An attorney who has worked for the U.S. Army and the Central Intelligence Agency discussed attempts to regulate encryption technologies at the Inside Dark Web conference in New York City on Thursday.
"State legislative response may be un-Constitutional, because it would place a burden on interstate commerce," said Blackstone Law Group partner Alexander Urbeis. "So they may, in fact, be a way to encourage the federal government to enact encryption legislation." Several states, including California, Louisiana, and New York, have introduced encryption legislation recently.
California's "Assembly Bill 1681," which would have created a $2,500 penalty of phone manufacturers and operating system providers that leased or sold smartphones in the state for each instance in which they did not obey a court order to decrypt a phone, was defeated last month. A similar bill proposed in New York is currently in committee.

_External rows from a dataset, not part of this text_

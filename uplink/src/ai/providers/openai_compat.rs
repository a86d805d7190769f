//! OpenAI-compatible hosted model client
//!
//! Drives any endpoint speaking the OpenAI wire format, which covers both configured
//! providers (OpenAI itself and Google's compatibility endpoint). Chat completions are
//! requested with `stream: true` and decoded incrementally from the SSE response body.

use async_openai::types::chat::CreateChatCompletionStreamResponse;
use async_trait::async_trait;
use futures::stream::BoxStream;
use futures::{future, stream, StreamExt};
use serde::Deserialize;
use serde_json::json;
use tracing::debug;

use crate::config::ProviderEndpoint;

use super::{
    ChatMessage, GeneratedImage, ImageModel, LanguageModel, ProviderError, Result, StreamPart,
};

/// A provider endpoint plus the HTTP client used to reach it.
#[derive(Debug, Clone)]
struct ApiEndpoint {
    client: reqwest::Client,
    base_url: String,
    api_key: Option<String>,
}

impl ApiEndpoint {
    fn from_config(config: &ProviderEndpoint) -> Self {
        Self {
            client: reqwest::Client::new(),
            base_url: config.base_url.as_str().trim_end_matches('/').to_string(),
            api_key: config.api_key.clone(),
        }
    }

    fn post(&self, path: &str) -> reqwest::RequestBuilder {
        let mut request = self.client.post(format!("{}/{path}", self.base_url));
        if let Some(key) = &self.api_key {
            request = request.bearer_auth(key);
        }
        request
    }
}

/// Chat model served over an OpenAI-compatible chat completions endpoint.
pub struct HostedChatModel {
    endpoint: ApiEndpoint,
    model_id: String,
}

impl HostedChatModel {
    pub fn new(endpoint: &ProviderEndpoint, model_id: impl Into<String>) -> Self {
        Self {
            endpoint: ApiEndpoint::from_config(endpoint),
            model_id: model_id.into(),
        }
    }
}

#[async_trait]
impl LanguageModel for HostedChatModel {
    fn model_id(&self) -> &str {
        &self.model_id
    }

    async fn stream_chat(
        &self,
        messages: Vec<ChatMessage>,
    ) -> Result<BoxStream<'static, Result<StreamPart>>> {
        let body = json!({
            "model": self.model_id,
            "messages": messages,
            "stream": true,
        });

        let response = self.endpoint.post("chat/completions").json(&body).send().await?;

        let status = response.status();
        if !status.is_success() {
            let message = response.text().await.unwrap_or_default();
            return Err(ProviderError::Api {
                status: status.as_u16(),
                message,
            });
        }

        debug!(model = %self.model_id, "Chat completion stream opened");

        let parts = response
            .bytes_stream()
            .map(|chunk| chunk.map_err(ProviderError::from))
            .scan(Vec::new(), |buffer, chunk| {
                let parts = match chunk {
                    Ok(bytes) => {
                        buffer.extend_from_slice(&bytes);
                        drain_sse_lines(buffer)
                    }
                    Err(e) => vec![Err(e)],
                };
                future::ready(Some(stream::iter(parts)))
            })
            .flatten();

        Ok(parts.boxed())
    }
}

/// Image model served over an OpenAI-compatible image generations endpoint.
pub struct HostedImageModel {
    endpoint: ApiEndpoint,
    model_id: String,
}

impl HostedImageModel {
    pub fn new(endpoint: &ProviderEndpoint, model_id: impl Into<String>) -> Self {
        Self {
            endpoint: ApiEndpoint::from_config(endpoint),
            model_id: model_id.into(),
        }
    }
}

#[async_trait]
impl ImageModel for HostedImageModel {
    fn model_id(&self) -> &str {
        &self.model_id
    }

    async fn generate_image(&self, prompt: &str) -> Result<GeneratedImage> {
        let body = json!({
            "model": self.model_id,
            "prompt": prompt,
            "n": 1,
            "response_format": "b64_json",
        });

        let response = self
            .endpoint
            .post("images/generations")
            .json(&body)
            .send()
            .await?;

        let status = response.status();
        if !status.is_success() {
            let message = response.text().await.unwrap_or_default();
            return Err(ProviderError::Api {
                status: status.as_u16(),
                message,
            });
        }

        let images: ImagesResponse = response
            .json()
            .await
            .map_err(|e| ProviderError::Decode(e.to_string()))?;

        let image = images.data.into_iter().next().ok_or_else(|| {
            ProviderError::Decode("images response contained no data".to_string())
        })?;

        Ok(GeneratedImage {
            base64: image.b64_json,
            mime_type: "image/png".to_string(),
        })
    }
}

/// Subset of the images API response we consume
#[derive(Debug, Deserialize)]
struct ImagesResponse {
    data: Vec<ImageDatum>,
}

#[derive(Debug, Deserialize)]
struct ImageDatum {
    b64_json: String,
}

/// Pull every complete line out of `buffer` and decode its SSE data fields.
///
/// An incomplete trailing line stays buffered until the next network chunk arrives, so data
/// fields split across chunks reassemble correctly. The buffer holds raw bytes and a line is
/// only decoded as UTF-8 once its newline lands, which keeps multi-byte characters split
/// across chunk boundaries intact.
fn drain_sse_lines(buffer: &mut Vec<u8>) -> Vec<Result<StreamPart>> {
    let mut parts = Vec::new();
    while let Some(newline) = buffer.iter().position(|&b| b == b'\n') {
        let line: Vec<u8> = buffer.drain(..=newline).collect();
        let line = String::from_utf8_lossy(&line);
        if let Some(part) = decode_sse_line(line.trim()) {
            parts.push(part);
        }
    }
    parts
}

/// Decode one SSE line into a stream part.
///
/// Handles both `data: value` and `data:value` framing. Returns `None` for non-data lines,
/// the `[DONE]` marker and chunks carrying no content delta.
fn decode_sse_line(line: &str) -> Option<Result<StreamPart>> {
    let data = line.strip_prefix("data:")?;
    let data = data.strip_prefix(' ').unwrap_or(data);

    if data.is_empty() || data == "[DONE]" {
        return None;
    }

    match serde_json::from_str::<CreateChatCompletionStreamResponse>(data) {
        Ok(chunk) => chunk
            .choices
            .first()
            .and_then(|choice| choice.delta.content.clone())
            .filter(|content| !content.is_empty())
            .map(|content| Ok(StreamPart::Text(content))),
        Err(e) => Some(Err(ProviderError::Decode(format!("bad stream chunk: {e}")))),
    }
}

#[cfg(test)]
mod tests {
    use super::*;
    use url::Url;
    use wiremock::matchers::{body_partial_json, header, method, path};
    use wiremock::{Mock, MockServer, ResponseTemplate};

    fn endpoint_for(server: &MockServer) -> ProviderEndpoint {
        crate::test_utils::install_crypto_provider();
        ProviderEndpoint {
            base_url: Url::parse(&server.uri()).unwrap(),
            api_key: Some("test-key".to_string()),
        }
    }

    fn chunk_json(content: &str) -> String {
        json!({
            "id": "chatcmpl-123",
            "object": "chat.completion.chunk",
            "created": 1_700_000_000,
            "model": "gemini-2.0-flash-001",
            "choices": [{"index": 0, "delta": {"content": content}}]
        })
        .to_string()
    }

    fn user_message(content: &str) -> Vec<ChatMessage> {
        vec![ChatMessage {
            role: "user".to_string(),
            content: content.to_string(),
        }]
    }

    #[test_log::test(tokio::test)]
    async fn test_stream_chat_collects_deltas() {
        let server = MockServer::start().await;

        // Role-only first chunk carries no content and should not surface
        let role_chunk = json!({
            "id": "chatcmpl-123",
            "object": "chat.completion.chunk",
            "created": 1_700_000_000,
            "model": "gemini-2.0-flash-001",
            "choices": [{"index": 0, "delta": {"role": "assistant"}}]
        });
        let body = format!(
            "data: {role_chunk}\n\ndata: {}\n\ndata: {}\n\ndata: [DONE]\n\n",
            chunk_json("Hello"),
            chunk_json(" world")
        );

        Mock::given(method("POST"))
            .and(path("/chat/completions"))
            .and(header("authorization", "Bearer test-key"))
            .and(body_partial_json(json!({"stream": true})))
            .respond_with(ResponseTemplate::new(200).set_body_raw(body, "text/event-stream"))
            .mount(&server)
            .await;

        let model = HostedChatModel::new(&endpoint_for(&server), "gemini-2.0-flash-001");
        let parts: Vec<_> = model
            .stream_chat(user_message("hi"))
            .await
            .unwrap()
            .collect()
            .await;

        let parts: Vec<StreamPart> = parts.into_iter().collect::<Result<_>>().unwrap();
        assert_eq!(
            parts,
            vec![
                StreamPart::Text("Hello".to_string()),
                StreamPart::Text(" world".to_string()),
            ]
        );
    }

    #[test_log::test(tokio::test)]
    async fn test_stream_chat_upstream_error() {
        let server = MockServer::start().await;

        Mock::given(method("POST"))
            .and(path("/chat/completions"))
            .respond_with(ResponseTemplate::new(500).set_body_string("upstream exploded"))
            .mount(&server)
            .await;

        let model = HostedChatModel::new(&endpoint_for(&server), "gemini-2.0-flash-001");
        let result = model.stream_chat(user_message("hi")).await;

        match result {
            Err(ProviderError::Api { status, message }) => {
                assert_eq!(status, 500);
                assert_eq!(message, "upstream exploded");
            }
            Err(other) => panic!("Expected ProviderError::Api, got {other:?}"),
            Ok(_) => panic!("Expected ProviderError::Api, got a stream"),
        }
    }

    #[test]
    fn test_drain_sse_lines_reassembles_split_data_field() {
        let full = format!("data: {}\n", chunk_json("split"));
        let (first_half, second_half) = full.split_at(full.len() / 2);

        let mut buffer = Vec::new();

        buffer.extend_from_slice(first_half.as_bytes());
        assert!(drain_sse_lines(&mut buffer).is_empty());
        assert_eq!(buffer, first_half.as_bytes());

        buffer.extend_from_slice(second_half.as_bytes());
        let parts = drain_sse_lines(&mut buffer);
        assert_eq!(parts.len(), 1);
        assert_eq!(
            parts[0].as_ref().unwrap(),
            &StreamPart::Text("split".to_string())
        );
        assert!(buffer.is_empty());
    }

    #[test]
    fn test_drain_sse_lines_keeps_multibyte_characters_split_across_chunks() {
        let full = format!("data: {}\n", chunk_json("héllo"));
        let bytes = full.as_bytes();
        // Cut between the two bytes of 'é'
        let cut = full.find('é').unwrap() + 1;

        let mut buffer = Vec::new();

        buffer.extend_from_slice(&bytes[..cut]);
        assert!(drain_sse_lines(&mut buffer).is_empty());

        buffer.extend_from_slice(&bytes[cut..]);
        let parts = drain_sse_lines(&mut buffer);
        assert_eq!(parts.len(), 1);
        assert_eq!(
            parts[0].as_ref().unwrap(),
            &StreamPart::Text("héllo".to_string())
        );
    }

    #[test]
    fn test_decode_sse_line() {
        assert!(decode_sse_line("").is_none());
        assert!(decode_sse_line(": keep-alive comment").is_none());
        assert!(decode_sse_line("data:").is_none());
        assert!(decode_sse_line("data: [DONE]").is_none());

        // Unparseable data fields surface as decode errors instead of vanishing
        let error = decode_sse_line("data: not json").unwrap();
        assert!(matches!(error, Err(ProviderError::Decode(_))));

        let part = decode_sse_line(&format!("data:{}", chunk_json("hi"))).unwrap();
        assert_eq!(part.unwrap(), StreamPart::Text("hi".to_string()));
    }

    #[test_log::test(tokio::test)]
    async fn test_generate_image() {
        let server = MockServer::start().await;

        Mock::given(method("POST"))
            .and(path("/images/generations"))
            .and(header("authorization", "Bearer test-key"))
            .and(body_partial_json(
                json!({"model": "dall-e-2", "prompt": "a lighthouse", "response_format": "b64_json"}),
            ))
            .respond_with(ResponseTemplate::new(200).set_body_json(json!({
                "created": 1_700_000_000,
                "data": [{"b64_json": "aGVsbG8="}]
            })))
            .mount(&server)
            .await;

        let model = HostedImageModel::new(&endpoint_for(&server), "dall-e-2");
        let image = model.generate_image("a lighthouse").await.unwrap();

        assert_eq!(image.base64, "aGVsbG8=");
        assert_eq!(image.mime_type, "image/png");
    }

    #[test_log::test(tokio::test)]
    async fn test_generate_image_empty_response() {
        let server = MockServer::start().await;

        Mock::given(method("POST"))
            .and(path("/images/generations"))
            .respond_with(
                ResponseTemplate::new(200)
                    .set_body_json(json!({"created": 1_700_000_000, "data": []})),
            )
            .mount(&server)
            .await;

        let model = HostedImageModel::new(&endpoint_for(&server), "dall-e-3");
        let result = model.generate_image("a lighthouse").await;

        assert!(matches!(result, Err(ProviderError::Decode(_))));
    }
}
//! Telemetry initialization for OpenTelemetry-compatible tracing (+normal rust tracing, fmt
//! subscriber, etc.)
//!
//! OTLP export is **disabled by default** and must be explicitly enabled via the
//! `enable_otel_export` configuration flag. When enabled, configuration is done via standard
//! OpenTelemetry environment variables:
//!
//! - `OTEL_EXPORTER_OTLP_ENDPOINT` - The OTLP endpoint URL
//! - `OTEL_EXPORTER_OTLP_PROTOCOL` - Protocol (http/protobuf, http/json)
//! - `OTEL_EXPORTER_OTLP_HEADERS` - Headers as comma-separated key=value pairs. Values may carry
//!   URL-style encoded spaces (%20).
//! - `OTEL_SERVICE_NAME` - Service name for resource identification
//!
//! ```bash
//! export OTEL_SERVICE_NAME="uplink"
//! export OTEL_EXPORTER_OTLP_PROTOCOL="http/protobuf"
//! export OTEL_EXPORTER_OTLP_ENDPOINT="https://otlp-gateway.example.com/otlp"
//! export OTEL_EXPORTER_OTLP_HEADERS="Authorization=Basic%20<token>"
//! ```

use opentelemetry::KeyValue;
use opentelemetry::trace::TracerProvider as _; // Trait for .tracer() method
use opentelemetry_otlp::{Protocol, WithExportConfig, WithHttpConfig};
use opentelemetry_sdk::trace::SdkTracerProvider;
use std::collections::HashMap;
use std::sync::OnceLock;
use tracing::info;
use tracing_subscriber::EnvFilter;
use tracing_subscriber::layer::SubscriberExt;
use tracing_subscriber::util::SubscriberInitExt;

/// Global tracer provider reference for shutdown.
///
/// `tracing-opentelemetry` only clones the tracer, so without our own reference to the
/// provider there is no way to flush pending spans on exit (opentelemetry-rust#1961).
static TRACER_PROVIDER: OnceLock<SdkTracerProvider> = OnceLock::new();

/// Initialize tracing with optional OpenTelemetry support
///
/// Sets up tracing-subscriber with console output (fmt layer) and, when `enable_otel_export`
/// is true and the OTLP environment variables are present, an OTLP export layer. A failed
/// OTLP setup degrades to console-only logging rather than aborting startup.
pub fn init_telemetry(enable_otel_export: bool) -> anyhow::Result<()> {
    let env_filter = EnvFilter::try_from_default_env().unwrap_or_else(|_| EnvFilter::new("info"));

    let otlp_tracer = if enable_otel_export {
        match create_otlp_tracer() {
            Ok(tracer) => Some(tracer),
            Err(e) => {
                // The subscriber is not installed yet, so this cannot go through tracing
                eprintln!("[telemetry] OTLP setup failed, continuing with console logging only: {e}");
                None
            }
        }
    } else {
        None
    };

    let otel_active = otlp_tracer.is_some();
    tracing_subscriber::registry()
        .with(env_filter)
        .with(tracing_subscriber::fmt::layer())
        .with(otlp_tracer.map(|tracer| tracing_opentelemetry::layer().with_tracer(tracer)))
        .try_init()?;

    if otel_active {
        info!("Telemetry initialized with OTLP export enabled");
    } else {
        info!("Telemetry initialized (OTLP export disabled)");
    }

    Ok(())
}

/// Create an OpenTelemetry tracer with OTLP exporter
///
/// Configuration comes from the standard OpenTelemetry environment variables:
/// - OTEL_EXPORTER_OTLP_ENDPOINT
/// - OTEL_EXPORTER_OTLP_PROTOCOL
/// - OTEL_EXPORTER_OTLP_HEADERS
/// - OTEL_SERVICE_NAME
fn create_otlp_tracer() -> anyhow::Result<opentelemetry_sdk::trace::Tracer> {
    let service_name = std::env::var("OTEL_SERVICE_NAME").unwrap_or_else(|_| "uplink".to_string());
    let endpoint = std::env::var("OTEL_EXPORTER_OTLP_ENDPOINT").unwrap_or_else(|_| "http://localhost:4318".to_string());

    eprintln!("[OTLP] Exporting spans for service {service_name} to {endpoint}");

    // Parse comma-separated key=value header pairs, undoing %20 encoding since header
    // values with spaces do not survive environment variables well
    let mut headers = HashMap::new();
    if let Ok(headers_str) = std::env::var("OTEL_EXPORTER_OTLP_HEADERS") {
        let decoded = headers_str.replace("%20", " ");
        for pair in decoded.split(',') {
            if let Some((key, value)) = pair.split_once('=') {
                headers.insert(key.trim().to_string(), value.trim().to_string());
            }
        }
    }

    let protocol = match std::env::var("OTEL_EXPORTER_OTLP_PROTOCOL").as_deref().unwrap_or("http/protobuf") {
        "http/json" => Protocol::HttpJson,
        _ => Protocol::HttpBinary,
    };

    let exporter = opentelemetry_otlp::SpanExporter::builder()
        .with_http()
        .with_endpoint(&endpoint)
        .with_protocol(protocol)
        .with_headers(headers)
        .build()?;

    let tracer_provider = SdkTracerProvider::builder()
        .with_batch_exporter(exporter)
        .with_resource(
            opentelemetry_sdk::Resource::builder()
                .with_attribute(KeyValue::new("service.name", service_name.clone()))
                .build(),
        )
        .build();

    let tracer = tracer_provider.tracer(service_name);

    // Keep the provider reachable for shutdown_telemetry
    let _ = TRACER_PROVIDER.set(tracer_provider);

    Ok(tracer)
}

/// Shutdown the global tracer provider gracefully
///
/// Should be called before application exit to flush any pending spans
pub fn shutdown_telemetry() {
    if let Some(provider) = TRACER_PROVIDER.get()
        && let Err(e) = provider.shutdown()
    {
        tracing::error!("Failed to shutdown tracer provider: {}", e);
    }
}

"The economic implications would outstrip the privacy implications," Urbeis said, discussing the effects of the encryption bill sponsored by Sen. Dianne Feinstein (D-Calif.) and Senate Intelligence Committee Chairman Richard Burr (R-N.C.). "The economic implications of these legislation have not been fully thought through. They are obviously going to become very attractive targets for hackers, criminal groups."
Urbeis also heads Black Chambers, an information security firm that protects legal privilege. Many law firms "have lost the confidence of clients to protect their data," he said, discussing the reaction to the Panama Papers. "Law firms have been for a long time the soft underbelly of their clients," he said.